Innocent message hides madness
Wednesday, October 1, 1997
Innocent message hides madness
MEDIA: Educational ad points to newspapers' promotion of violence
On Saturday, September 20, 1997 the L.A. Times ran an ad which was designed to cause parents to encourage their children to read every day. There was a picture of George Bush smiling over a newspaper and a caption that read, "Encourage your children to read every day. One day they may take the world by storm."
Now, perhaps this ad is so offensive to me because I do love to read. Therefore, I don't like to think that reading will cause children to grow up to be responsible for the deaths of something like 150,000 people. That many were killed just in the one war referred to in the ad (not to mention all the people killed in Panama, and the countries invaded while Bush was vice-president, or all the deaths the CIA was responsible for while he was that agency's head).
I know that I would probably encourage any child that I may have to read, but I would not want them to be involved in any wars, much less the commander-in-chief of a war, especially if it was being fought for such horrible reasons.
But perhaps there is some truth to the implications of this ad. I'd like to think that reading alone does not lead to such violent behavior. However, perhaps reading publications such as the Los Angeles Times does encourage this kind of thing. After all, most mainstream news media were highly uncritical of such things as the Gulf War or Bush's invasion of Panama in flagrant violation of international law.

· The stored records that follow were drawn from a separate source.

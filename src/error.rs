use std::path::PathBuf;
use thiserror::Error;

/// Result type alias for the library
pub type Result<T> = std::result::Result<T, Error>;

/// Error types for a generation run.
///
/// Every variant is fatal: a run either produces a complete document or none.
#[derive(Debug, Error)]
pub enum Error {
    #[error("I/O error: {0}")]
    Io(#[from] std::io::Error),

    #[error("parse error in {}: {message}", file.display())]
    Parse { file: PathBuf, message: String },

    /// Invalid configuration or plugin prerequisites, detected before traversal
    #[error("configuration error: {0}")]
    Configuration(String),

    /// The required-plugin relation contains a cycle
    #[error("plugin ordering error: required plugins form a cycle among [{}]", .0.join(", "))]
    PluginOrdering(Vec<String>),

    /// A plugin hook failed for a node
    #[error("plugin `{plugin}` failed while {phase} `{entity}`: {source}")]
    Resolution {
        plugin: String,
        phase: &'static str,
        entity: String,
        #[source]
        source: Box<Error>,
    },

    #[error("unknown type `{0}`")]
    UnknownType(String),

    #[error("missing required field `{field}` on `{entity}`")]
    MissingRequiredField { entity: String, field: String },

    #[error("invalid value for annotation `{annotation}` on `{entity}`: {message}")]
    InvalidAnnotationValue {
        entity: String,
        annotation: String,
        message: String,
    },

    /// A cyclic reference that cannot be embedded by name
    #[error("cycle violation: `{0}` cannot be referenced by name")]
    CycleViolation(String),

    #[error("serialization error: {0}")]
    Serialization(String),
}

impl Error {
    /// Wrap an error raised by a plugin hook with the plugin and node identity.
    pub fn in_plugin(self, plugin: &str, phase: &'static str, entity: impl ToString) -> Self {
        Error::Resolution {
            plugin: plugin.to_string(),
            phase,
            entity: entity.to_string(),
            source: Box::new(self),
        }
    }

    /// The innermost error, looking through plugin wrappers.
    pub fn root_cause(&self) -> &Error {
        match self {
            Error::Resolution { source, .. } => source.root_cause(),
            other => other,
        }
    }
}

impl From<serde_json::Error> for Error {
    fn from(err: serde_json::Error) -> Self {
        Error::Serialization(format!("JSON: {}", err))
    }
}

impl From<serde_yaml::Error> for Error {
    fn from(err: serde_yaml::Error) -> Self {
        Error::Serialization(format!("YAML: {}", err))
    }
}

impl From<syn::Error> for Error {
    fn from(err: syn::Error) -> Self {
        Error::Parse {
            file: PathBuf::from("<unknown>"),
            message: err.to_string(),
        }
    }
}

#[cfg(test)]
mod tests {
    use super::*;

    #[test]
    fn test_resolution_error_names_plugin_and_entity() {
        let err = Error::UnknownType("com.example.Missing".to_string()).in_plugin(
            "backbone",
            "scanning",
            "type:entity:com.example.User.owner",
        );

        let message = err.to_string();
        assert!(message.contains("backbone"));
        assert!(message.contains("scanning"));
        assert!(message.contains("com.example.User.owner"));
        assert!(matches!(err.root_cause(), Error::UnknownType(name) if name == "com.example.Missing"));
    }

    #[test]
    fn test_plugin_ordering_message_lists_plugins() {
        let err = Error::PluginOrdering(vec!["a".to_string(), "b".to_string()]);
        assert_eq!(
            err.to_string(),
            "plugin ordering error: required plugins form a cycle among [a, b]"
        );
    }
}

The mainstream media in this country seems to not really be interested in questioning the actions of our leaders, except in the instances of meaningless scandals which catch the public's attention. Take for instance our current president, Mr. Bill Clinton. There was so much focus on the details that he probably smoked marijuana and that he supposedly slept with some women.
Who cares? What does this have to do with how someone runs a country?

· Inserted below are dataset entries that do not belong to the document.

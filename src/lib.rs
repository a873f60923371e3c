//! OpenAPI from metadata - OpenAPI 3 documents from endpoint class metadata.
//!
//! The library reads reflected class metadata (serialized dumps, or Rust
//! sources read with `syn`), walks everything reachable from the endpoint
//! classes, and lets an ordered set of plugins turn each visited element into a
//! fragment of the output document.
//!
//! # Architecture
//!
//! 1. [`type_model`] - Classes, members, annotations and generic type signatures
//! 2. [`node`] / [`graph`] - Source entities paired with their document fragments
//! 3. [`plugin`] - The plugin contract, ordering, and the built-in plugins
//! 4. [`engine`] - Depth-first traversal driving the plugin phases
//! 5. [`openapi`] - The OpenAPI document model
//! 6. [`serializer`] - Serializes the document to YAML or JSON
//!
//! # Example Usage
//!
//! ```no_run
//! use openapi_from_metadata::{
//!     config::ParserConfig,
//!     engine::Parser,
//!     serializer::serialize_yaml,
//!     type_model::ClassRegistry,
//! };
//! use std::path::Path;
//!
//! let mut registry = ClassRegistry::new();
//! registry.load_file(Path::new("classes.yaml")).unwrap();
//!
//! let parser = Parser::from_config(ParserConfig::default()).unwrap();
//! let document = parser.parse(&registry).unwrap();
//! println!("{}", serialize_yaml(&document).unwrap());
//! ```
//!
//! # Command-Line Interface
//!
//! For command-line usage, see the [`cli`] module.

pub mod cli;
pub mod config;
pub mod engine;
pub mod error;
pub mod graph;
pub mod node;
pub mod openapi;
pub mod plugin;
pub mod scanner;
pub mod serializer;
pub mod storage;
pub mod type_model;

pub use config::ParserConfig;
pub use engine::{ParseOutcome, Parser};
pub use error::{Error, Result};
pub use openapi::OpenApiDocument;
pub use plugin::{Plugin, PluginContext};
pub use type_model::{ClassRegistry, MetadataProvider};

What I care more about is that he hasn't done anything meaningful in the past five years, at least nothing that I can discern. He has consistently moved to the right on the political spectrum and has allowed things such as NAFTA, so-called welfare reform and other things to pass into law. If there is any criticism of him in the mainstream press, it is from conservatives calling him a liberal, which is simply laughable.
Rather than attempting to inform the public about meaningful issues, the media seems more intent on bringing us mindless entertainment. A recent example of this was with the death of Princess Diana. On the Sunday after she died, every story on the front page of the L.A. Times was about her. Who cares? She was royalty in another country, and the U.S is a country which supposedly doesn't think royalty is too cool. Yet when some English princess dies we get all teary-eyed. I don't get it. And I shouldn't even have to mention the whole O.J. Simpson fiasco.
When the mainstream media isn't buffeting us with meaningless soap operas, it is busy blindly towing the propaganda line of the government and trans-national corporations. The Gulf War is a perfect example.
Kuwait is a monarchy. That means it has a king (or dictator to be less romantic). In the elections they do have, women cannot vote. As I understand, the reason why Iraq invaded Kuwait was that Kuwait was slant drilling into Iraqi territory. Did the media report on any of this? Not at all. Bush and Congress said that we were fighting for democracy. We were fighting against unwarranted aggression. (Never mind the fact that we did the exact same thing that Iraq did to Kuwait to Panama only a year before).
And we certainly did not hear about how the U.S. had been giving millions of dollars to Hussein (knowing full well who he was) only a few years before.
The line fed to us by the powers that be is almost never questioned by the mainstream media. Recently, however, there was an aberration. Last year, Gary Webb published an article in the San Jose Mercury News in which he exposed how the CIA (George Bush's old friends again) backed Contras in Nicaragua and received a lot of money from funneling crack cocaine into the inner cities of the U.S., especially L.A.
For a long time the major news media were silent. Then two months later, on nearly the same day, the L.A. Times, New York Times and Washington Post all came out with stories announcing that Webb's article was baseless. Yet, in the Los Angeles Times, it was interesting that the people cited in the article were mostly CIA agents or former CIA agents. It seems to me that they may have had an interest in lying about what actually happened.
So, if I might give a little bit of advice, I would say this - don't just encourage your children to read, but also teach them to question what they read. While you're at it, encourage them to read diverse sources of information; they simply aren't going to get the whole truth if they only read the L.A. Times.